While the investigation into Mercury's bidding practices was ongoing, High Plains again complained to the Commission, this time about ex parte contacts between Members of Congress and the staff of the Commission. At least 27 Members inquired of the Commission about Mercury's licenses and the delay in their award. After yet another investigation, the Office of General Counsel (OGC) dismissed the charge, finding that the contacts were all congressional "status inquiries" exempt from the ban on ex parte contacts under the Commission's rules. 47 C.F.R. 1.1202(a).

Also while the investigation into Mercury's bidding practices was ongoing, the Wireless Telecommunications Bureau (WTB) of the Commission awarded Mercury all but nine of the licenses for which the company was the high bidder. See Mercury PCS II, LLC, 13 F.C.C.R. 5756 (1997) p 1. When the investigation was over, the Commission imposed upon Mercury a $650,000 forfeiture, see Notice of Apparent Liability for Forfeiture, 12 F.C.C.R. 17970 (1997) p 1 (NALF Order); the WTB granted Mercury the remaining nine licenses, including the F block license for Lubbock; High Plains filed an application for review of that order; and the Commission rescinded its earlier forfeiture order.
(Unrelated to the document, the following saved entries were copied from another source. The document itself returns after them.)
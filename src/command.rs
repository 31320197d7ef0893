use crate::element::ElementPatch;
use crate::id_generator::ElementId;
use crate::view::View;

/// Design mutations produced by tools and UI panels and executed by
/// [`crate::state::DesignContext::execute`]
#[derive(Debug, Clone, PartialEq)]
pub enum Command {
    Select(ElementId),
    ClearSelection,
    Move {
        element_id: ElementId,
        x: f32,
        y: f32,
    },
    SetScale {
        element_id: ElementId,
        scale: f32,
    },
    Update {
        element_id: ElementId,
        patch: ElementPatch,
    },
    Delete(ElementId),
    SwitchView(View),
    SetColor(String),
}

impl Command {
    pub fn name(&self) -> &'static str {
        match self {
            Command::Select(_) => "select",
            Command::ClearSelection => "clear_selection",
            Command::Move { .. } => "move",
            Command::SetScale { .. } => "set_scale",
            Command::Update { .. } => "update",
            Command::Delete(_) => "delete",
            Command::SwitchView(_) => "switch_view",
            Command::SetColor(_) => "set_color",
        }
    }

    /// The element this command targets, if any
    pub fn element_id(&self) -> Option<ElementId> {
        match self {
            Command::Select(id) | Command::Delete(id) => Some(*id),
            Command::Move { element_id, .. }
            | Command::SetScale { element_id, .. }
            | Command::Update { element_id, .. } => Some(*element_id),
            Command::ClearSelection | Command::SwitchView(_) | Command::SetColor(_) => None,
        }
    }
}
use std::io::Cursor;
use std::path::Path;
use std::time::Duration;

use egui::{Color32, Pos2, Rect, Vec2};
use image::{ImageFormat, Rgba, RgbaImage};
use tee_designer::element::{ElementPatch, TextAlign};
use tee_designer::rasterizer::{
    BlobStore, ChainedSource, DEFAULT_BUFFER_SIZE, FontManager, FsImageSource, ImageLoader,
    ImageStatus, ImageStore, Rasterizer,
};
use tee_designer::state::DesignState;
use tee_designer::texture_manager::TextureKey;

const WAIT: Duration = Duration::from_secs(5);

fn write_png(dir: &Path, name: &str, width: u32, height: u32) {
    let image = RgbaImage::from_pixel(width, height, Rgba([20, 120, 220, 255]));
    image.save_with_format(dir.join(name), ImageFormat::Png).unwrap();
}

fn png_bytes(width: u32, height: u32) -> Vec<u8> {
    let image = RgbaImage::from_pixel(width, height, Rgba([0, 200, 0, 255]));
    let mut bytes = Vec::new();
    image.write_to(&mut Cursor::new(&mut bytes), ImageFormat::Png).unwrap();
    bytes
}

fn rasterizer() -> Rasterizer {
    Rasterizer::new(DEFAULT_BUFFER_SIZE, FontManager::bundled_only())
}

/// The placeholder at scale 1 is a half-buffer square covering its whole buffer
fn placeholder() -> Rect {
    Rect::from_min_size(Pos2::ZERO, Vec2::splat(DEFAULT_BUFFER_SIZE as f32 / 2.0))
}

#[test]
fn test_placeholder_replaced_once_loaded() {
    let dir = tempfile::tempdir().unwrap();
    write_png(dir.path(), "logo.png", 64, 32);

    let mut design = DesignState::new();
    let id = design.add_image("logo.png");
    let mut images = ImageStore::new(ImageLoader::new(FsImageSource::with_root(dir.path())));
    images.sync(&design);
    assert_eq!(images.status(id), Some(ImageStatus::Loading));

    let element = design.get(id).unwrap().clone();
    let before = rasterizer().rasterize(&element, images.bitmap(id)).unwrap();
    assert_eq!(before.content_bounds, placeholder());
    let key_before = TextureKey::for_element(&element, &images);

    assert!(images.wait_for_loads(&design, WAIT));
    assert_eq!(images.status(id), Some(ImageStatus::Ready));
    assert_eq!(images.bitmap(id).unwrap().dimensions(), (64, 32));

    // A 2:1 bitmap's long side takes half the buffer at scale 1
    let after = rasterizer().rasterize(&element, images.bitmap(id)).unwrap();
    assert_eq!(after.size(), [256, 256]);
    assert_eq!(after.content_bounds.width(), 128.0);
    assert_eq!(after.content_bounds.height(), 64.0);
    assert_eq!(after.content_bounds.center(), Pos2::new(128.0, 128.0));
    assert_eq!(after.pixels.get_pixel(0, 0)[3], 0);
    assert_eq!(after.pixels.get_pixel(128, 128), &Rgba([20, 120, 220, 255]));

    let key_after = TextureKey::for_element(&element, &images);
    assert_eq!(key_after.revision, key_before.revision);
    assert_ne!(key_after, key_before);

    design.update_element(id, &ElementPatch::new().scale(2.0));
    let doubled = rasterizer().rasterize(design.get(id).unwrap(), images.bitmap(id)).unwrap();
    assert_eq!(doubled.content_bounds.width(), 256.0);
    assert_eq!(doubled.content_bounds.height(), 128.0);
}

#[test]
fn test_result_for_deleted_element_is_dropped() {
    let blobs = BlobStore::new();
    let reference = blobs.register(png_bytes(8, 8));

    let mut design = DesignState::new();
    let id = design.add_image(&reference);
    let mut images = ImageStore::new(ImageLoader::new(ChainedSource::new().with(blobs.clone())));
    images.sync(&design);

    design.delete_element(id);
    assert!(images.wait_for_loads(&design, WAIT));
    assert_eq!(images.status(id), None);
    assert!(images.bitmap(id).is_none());
    assert!(images.is_empty());
}

#[test]
fn test_missing_file_fails_and_keeps_placeholder() {
    let dir = tempfile::tempdir().unwrap();
    let mut design = DesignState::new();
    let id = design.add_image("nowhere.png");
    let mut images = ImageStore::new(ImageLoader::new(FsImageSource::with_root(dir.path())));
    images.sync(&design);

    assert!(images.wait_for_loads(&design, WAIT));
    assert_eq!(images.status(id), Some(ImageStatus::Failed));
    assert_eq!(images.bitmap_version(id), 0);

    let element = design.get(id).unwrap();
    let raster = rasterizer().rasterize(element, images.bitmap(id)).unwrap();
    assert_eq!(raster.content_bounds, placeholder());
}

#[test]
fn test_text_scale_and_underline_change_raster() {
    let mut design = DesignState::new();
    let id = design.add_text("HELLO", 24.0, Color32::from_rgb(200, 0, 0), "Arial");
    let raster = rasterizer();

    let plain = raster.rasterize(design.get(id).unwrap(), None).unwrap();
    assert!(plain.content_bounds.width() > 0.0);
    assert!((plain.content_bounds.center().x - 128.0).abs() <= 3.0);

    design.update_element(id, &ElementPatch::new().scale(2.0));
    let scaled = raster.rasterize(design.get(id).unwrap(), None).unwrap();
    assert!(scaled.content_bounds.width() > plain.content_bounds.width() * 1.5);

    let banner = ElementPatch::new().content("MY TEAM 2026").font_size(72.0).scale(3.0);
    design.update_element(id, &banner);
    let huge = raster.rasterize(design.get(id).unwrap(), None).unwrap();
    let [width, height] = huge.size();
    assert!(huge.content_bounds.min.x > 0.0 && huge.content_bounds.max.x < width as f32);
    assert!(huge.content_bounds.min.y > 0.0 && huge.content_bounds.max.y < height as f32);
    assert!((huge.centered_bounds().center().x).abs() <= 4.0);

    let underline = ElementPatch::new()
        .content("HELLO")
        .font_size(24.0)
        .scale(1.0)
        .underline(true);
    design.update_element(id, &underline);
    let underlined = raster.rasterize(design.get(id).unwrap(), None).unwrap();
    assert!(underlined.content_bounds.max.y > plain.content_bounds.max.y);
}

#[test]
fn test_alignment_anchors_at_buffer_center() {
    let mut design = DesignState::new();
    let id = design.add_text("ALIGN", 24.0, Color32::BLACK, "Arial");
    let raster = rasterizer();

    design.update_element(id, &ElementPatch::new().align(TextAlign::Left));
    let left = raster.rasterize(design.get(id).unwrap(), None).unwrap();
    assert!((left.content_bounds.min.x - 128.0).abs() <= 4.0);

    design.update_element(id, &ElementPatch::new().align(TextAlign::Right));
    let right = raster.rasterize(design.get(id).unwrap(), None).unwrap();
    assert!((right.content_bounds.max.x - 128.0).abs() <= 4.0);
}
use eframe::egui;

use crate::DesignerApp;
use crate::element::{Element, TextStyle};
use crate::geometry::{CanvasTransform, element_screen_rect};
use crate::tools::{ToolbarAction, apply_action, toolbar_for};

fn icon(action: ToolbarAction) -> &'static str {
    match action {
        ToolbarAction::ToggleBold => "B",
        ToolbarAction::ToggleItalic => "I",
        ToolbarAction::ToggleUnderline => "U",
        ToolbarAction::Align(align) => align.icon(),
        ToolbarAction::Delete => "🗑",
    }
}

fn is_on(action: ToolbarAction, style: &TextStyle) -> bool {
    match action {
        ToolbarAction::ToggleBold => style.bold,
        ToolbarAction::ToggleItalic => style.italic,
        ToolbarAction::ToggleUnderline => style.underline,
        ToolbarAction::Align(align) => style.align == align,
        ToolbarAction::Delete => false,
    }
}

/// Floating formatting bar above the selected text element
pub fn text_toolbar(app: &mut DesignerApp, ctx: &egui::Context, transform: &CanvasTransform) {
    let Some(element) = toolbar_for(app.context.design()) else {
        return;
    };
    let Some(style) = element.text_style().cloned() else {
        return;
    };
    let frame = element_screen_rect(
        element,
        transform,
        app.renderer.textures(),
        app.renderer.buffer_size(),
    );
    let actions = ToolbarAction::available_for(element);

    let mut clicked = None;
    egui::Area::new(egui::Id::new("text_toolbar"))
        .order(egui::Order::Foreground)
        .fixed_pos(frame.center_top() + egui::vec2(-120.0, -44.0))
        .show(ctx, |ui| {
            egui::Frame::popup(ui.style()).show(ui, |ui| {
                ui.horizontal(|ui| {
                    for action in actions {
                        let label = egui::RichText::new(icon(action)).strong();
                        if ui
                            .selectable_label(is_on(action, &style), label)
                            .on_hover_text(action.label())
                            .clicked()
                        {
                            clicked = Some(action);
                        }
                    }
                });
            });
        });

    if let Some(action) = clicked {
        apply_action(&mut app.context, action);
    }
}

/// Context menu entries for `element`; images only offer Delete
pub fn action_menu(ui: &mut egui::Ui, element: &Element) -> Option<ToolbarAction> {
    let mut chosen = None;
    for action in ToolbarAction::available_for(element) {
        if action == ToolbarAction::Delete {
            ui.separator();
        }
        let text = format!("{}  {}", icon(action), action.label());
        if ui.button(text).clicked() {
            chosen = Some(action);
        }
    }
    chosen
}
See NALF Rescission, 13 F.C.C.R. 23755 at p 1. In the rescission order, the Commission found that Mercury was not on notice that reflexive bidding would violate the rule against collusion, see id. at p 10, and therefore declined to punish the company. See id.

The Commission consolidated High Plains' applications to review (1) the OGC's determination that Mercury had not violated the ban against ex parte contacts and (2) the WTB's award of licenses to Mercury, and affirmed on both counts. See Mercury, 15 F.C.C.R. 9654 at p p 13, 26. It also rejected High Plains' new contention that Mercury had shown a lack of candor during the investigations into its bidding practices so egregious as to disqualify it from holding a Commission license. See id. at p p 14-21. High Plains appealed to this court and Mercury intervened in the case.

II. Analysis

High Plains presents three issues on appeal. First, it challenges the Commission's award of licenses to Mercury on the ground that Mercury violated the rule against collusion and the Commission had so held....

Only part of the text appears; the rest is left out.